▶ ASSIGNMENT: Find the word "parent" in the data below and copy each line that holds it.

Top of RECORDS SUPPLIED

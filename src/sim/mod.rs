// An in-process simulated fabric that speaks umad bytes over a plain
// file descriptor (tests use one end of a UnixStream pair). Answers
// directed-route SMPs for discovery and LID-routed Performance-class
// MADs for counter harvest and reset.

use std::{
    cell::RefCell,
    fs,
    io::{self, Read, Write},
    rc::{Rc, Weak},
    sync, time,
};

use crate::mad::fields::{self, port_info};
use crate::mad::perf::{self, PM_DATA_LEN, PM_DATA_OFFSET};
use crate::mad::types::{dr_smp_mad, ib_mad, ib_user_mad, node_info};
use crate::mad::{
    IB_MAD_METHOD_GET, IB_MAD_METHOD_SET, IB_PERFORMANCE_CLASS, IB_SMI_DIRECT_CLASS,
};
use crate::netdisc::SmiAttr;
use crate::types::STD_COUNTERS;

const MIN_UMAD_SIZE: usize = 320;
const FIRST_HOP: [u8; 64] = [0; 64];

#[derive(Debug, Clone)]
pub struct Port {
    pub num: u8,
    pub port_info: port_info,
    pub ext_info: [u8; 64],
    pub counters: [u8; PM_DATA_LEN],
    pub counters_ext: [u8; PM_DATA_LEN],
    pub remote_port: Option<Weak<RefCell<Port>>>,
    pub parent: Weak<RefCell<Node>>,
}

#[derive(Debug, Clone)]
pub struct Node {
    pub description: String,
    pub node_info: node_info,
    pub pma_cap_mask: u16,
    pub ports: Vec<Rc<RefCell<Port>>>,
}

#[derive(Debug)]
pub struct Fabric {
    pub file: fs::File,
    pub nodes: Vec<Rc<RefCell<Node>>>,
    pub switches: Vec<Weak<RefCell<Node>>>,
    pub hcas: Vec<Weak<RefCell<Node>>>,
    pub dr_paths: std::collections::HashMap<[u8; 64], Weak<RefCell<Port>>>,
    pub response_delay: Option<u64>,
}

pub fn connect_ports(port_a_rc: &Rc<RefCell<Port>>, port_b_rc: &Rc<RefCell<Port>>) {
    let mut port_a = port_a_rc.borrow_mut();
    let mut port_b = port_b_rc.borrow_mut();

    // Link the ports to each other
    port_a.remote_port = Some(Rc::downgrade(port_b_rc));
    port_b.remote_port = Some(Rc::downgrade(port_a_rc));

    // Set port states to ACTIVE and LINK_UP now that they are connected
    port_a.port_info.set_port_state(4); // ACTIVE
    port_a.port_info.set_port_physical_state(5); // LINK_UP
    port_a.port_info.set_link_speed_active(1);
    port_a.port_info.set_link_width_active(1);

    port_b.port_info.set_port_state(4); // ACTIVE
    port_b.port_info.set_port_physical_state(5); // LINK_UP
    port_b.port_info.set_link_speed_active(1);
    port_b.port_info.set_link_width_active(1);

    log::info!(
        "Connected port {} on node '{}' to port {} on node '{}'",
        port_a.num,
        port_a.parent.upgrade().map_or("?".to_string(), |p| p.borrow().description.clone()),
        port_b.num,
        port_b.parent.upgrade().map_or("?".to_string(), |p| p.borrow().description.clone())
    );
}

Bottom of RECORDS SUPPLIED

▶ ANSWER TO THIS TASK:
    pub parent: Weak<RefCell<Node>>,
        port_a.parent.upgrade().map_or("?".to_string(), |p| p.borrow().description.clone()),
        port_b.parent.upgrade().map_or("?".to_string(), |p| p.borrow().description.clone())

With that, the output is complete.